- Born: 1951-02-16 Vigo, Pontevedra, Spain
- Died: 2012-12-21 Madrid, Spain
- Education: Complutense University of Madrid

= Margarita Costa Tenorio =

Spanish scientist

Margarita Costa Tenorio (Vigo, Pontevedra, Spain February 16, 1951 - Madrid, Spain December 21, 2012) was a Spanish biologist specialised in botany. She was a professor of the Complutense University of Madrid.

== Biography ==
Margarita Costa Tenorio grew up in Vigo, moved with her family to Madrid and studied biology in the Complutense University of Madrid. In 1974 she joined the Plant Biology Department at the Faculty of Biology, in 1978 completed her PhD and continued working as a professor until her retirement in 2011.

== Contributions and legacy ==
During the early years of her professional career she created a group of young botanists, with professors and alumni, whose studies on a geobotanic interpretation of the forests of the Iberian Peninsula led to the publication of the book "Los bosques ibéricos" (literally, the forests from Iberia) in 1997. This creation, the result of two decades of work, would become a reference for the study of the local vegetation.
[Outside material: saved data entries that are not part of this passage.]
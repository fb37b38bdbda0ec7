use std::{
	io,
	path::{Component, Path, PathBuf},
	pin::Pin,
	sync::Arc,
	task::{ready, Context, Poll},
};

use thiserror::Error;
use tokio::{
	fs::File,
	io::{AsyncRead, AsyncReadExt, ReadBuf, Take},
};
use tokio_util::io::ReaderStream;
use tracing::{debug, info_span, warn, Instrument};

use crate::{
	catalog::{CatalogError, CatalogStore},
	models::{FileKey, Identity, ROOT_FOLDER},
};

const CHUNK_SIZE: usize = 256 * 1024; // 256KB

#[derive(Debug, Error)]
pub enum DeliveryError {
	/// No catalog entry, or one owned by someone else. Callers cannot tell
	/// the two apart.
	#[error("file not found")]
	NotFound,

	#[error("invalid path: {0}")]
	InvalidPath(String),

	#[error("catalog entry {0} has no file on disk")]
	StaleCatalogEntry(FileKey),

	#[error(transparent)]
	StoreUnavailable(#[from] CatalogError),

	#[error("I/O error: {0}")]
	Io(String),
}

/// An authorized, opened file ready to be sent.
///
/// Dropping it (or the stream made from it) closes the file.
pub struct Delivery {
	pub filename: String,
	pub size: u64,
	reader: FileBody,
}

impl std::fmt::Debug for Delivery {
	fn fmt(&self, f: &mut std::fmt::Formatter<'_>) -> std::fmt::Result {
		f.debug_struct("Delivery")
			.field("filename", &self.filename)
			.field("size", &self.size)
			.finish_non_exhaustive()
	}
}

impl Delivery {
	/// Byte stream of exactly `size` bytes, in 256KB chunks. A read error
	/// ends the stream with that error; nothing is retried.
	pub fn into_stream(self) -> ReaderStream<FileBody> {
		ReaderStream::with_capacity(self.reader, CHUNK_SIZE)
	}

	pub fn into_reader(self) -> FileBody {
		self.reader
	}
}

/// The open file, capped at the size announced to the caller.
///
/// Bytes appended after the open are never sent. Reaching end of file before
/// the announced size is an `UnexpectedEof` error rather than a short body.
pub struct FileBody {
	inner: Take<File>,
	remaining: u64,
}

impl FileBody {
	fn new(file: File, size: u64) -> Self {
		Self { inner: file.take(size), remaining: size }
	}
}

impl AsyncRead for FileBody {
	fn poll_read(mut self: Pin<&mut Self>, cx: &mut Context<'_>, buf: &mut ReadBuf<'_>) -> Poll<io::Result<()>> {
		let this = &mut *self;
		let before = buf.filled().len();
		ready!(Pin::new(&mut this.inner).poll_read(cx, buf))?;

		let read = (buf.filled().len() - before) as u64;
		if read == 0 && this.remaining > 0 && buf.remaining() > 0 {
			return Poll::Ready(Err(io::Error::new(
				io::ErrorKind::UnexpectedEof,
				format!("file shrank with {} bytes still to send", this.remaining),
			)));
		}
		this.remaining -= read;
		Poll::Ready(Ok(()))
	}
}

/// Serves catalogued files to their owners.
#[derive(Clone)]
pub struct DeliveryService {
	store: Arc<dyn CatalogStore>,
	root: PathBuf,
}

impl DeliveryService {
	pub fn new(store: Arc<dyn CatalogStore>, root: PathBuf) -> Self {
		Self { store, root }
	}

	/// Authorize `identity` for `(folder, name)` and open the file.
	///
	/// Ownership is checked before the path is even built, and the path is
	/// confined to the root before anything is opened.
	pub async fn deliver(&self, identity: &Identity, folder: &str, name: &str) -> Result<Delivery, DeliveryError> {
		let key = FileKey::new(folder, name);
		let span = info_span!("deliver", user = %identity.id, %key);
		self.deliver_key(identity, key).instrument(span).await
	}

	async fn deliver_key(&self, identity: &Identity, key: FileKey) -> Result<Delivery, DeliveryError> {
		match self.store.find_owner(&key).await? {
			None => return Err(DeliveryError::NotFound),
			Some(owner) if !identity.owns(&owner) => {
				debug!("requester is not the owner");
				return Err(DeliveryError::NotFound);
			}
			Some(_) => {}
		}

		let path = resolve_path(&self.root, &key)?;
		let real = self.confine(&path, &key).await?;

		let file = File::open(&real).await.map_err(|e| map_io_error(e, &key))?;
		let metadata = file.metadata().await.map_err(|e| map_io_error(e, &key))?;
		if !metadata.is_file() {
			warn!("catalog entry points at a non-file");
			return Err(DeliveryError::StaleCatalogEntry(key));
		}

		let size = metadata.len();
		debug!(size, "streaming");
		Ok(Delivery { filename: key.name, size, reader: FileBody::new(file, size) })
	}

	/// Resolve symlinks and reject anything that lands outside the root.
	///
	/// A root that has vanished means every entry is stale, not that the
	/// request failed.
	async fn confine(&self, path: &Path, key: &FileKey) -> Result<PathBuf, DeliveryError> {
		let root = tokio::fs::canonicalize(&self.root).await.map_err(|e| map_io_error(e, key))?;
		let real = tokio::fs::canonicalize(path).await.map_err(|e| map_io_error(e, key))?;
		if !real.starts_with(&root) {
			warn!(target_path = %real.display(), "resolved path escapes the root");
			return Err(DeliveryError::InvalidPath(key.to_string()));
		}
		Ok(real)
	}
}

/// Join `key` onto `root`, refusing any segment that is not a plain name.
pub fn resolve_path(root: &Path, key: &FileKey) -> Result<PathBuf, DeliveryError> {
	let mut path = root.to_path_buf();
	if key.folder != ROOT_FOLDER {
		for segment in key.folder.split('/') {
			check_segment(segment, key)?;
			path.push(segment);
		}
	}
	check_segment(&key.name, key)?;
	path.push(&key.name);
	Ok(path)
}

fn check_segment(segment: &str, key: &FileKey) -> Result<(), DeliveryError> {
	let invalid = || DeliveryError::InvalidPath(key.to_string());
	if segment.is_empty() || segment.contains(['/', '\\', '\0']) {
		return Err(invalid());
	}
	let mut components = Path::new(segment).components();
	match (components.next(), components.next()) {
		(Some(Component::Normal(_)), None) => Ok(()),
		_ => Err(invalid()),
	}
}

fn map_io_error(err: io::Error, key: &FileKey) -> DeliveryError {
	match err.kind() {
		io::ErrorKind::NotFound | io::ErrorKind::NotADirectory => {
			warn!("catalogued file is missing on disk");
			DeliveryError::StaleCatalogEntry(key.clone())
		}
		_ => DeliveryError::Io(format!("{key}: {err}")),
	}
}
She also co-authored other books as "Evolución y filogenia".

From 1985 she collaborated in the Royal Society for Spanish Natural History, first as a librarian and later as organizer and speaker in conferences.

She combined her work as a professor with management positions, while engaging in the defence of a high quality public education and being a strong advocate for equal opportunities in education.

In 1998 she started to participate as well in "Natura 2000", a network of nature protection areas in the territory of the European Union.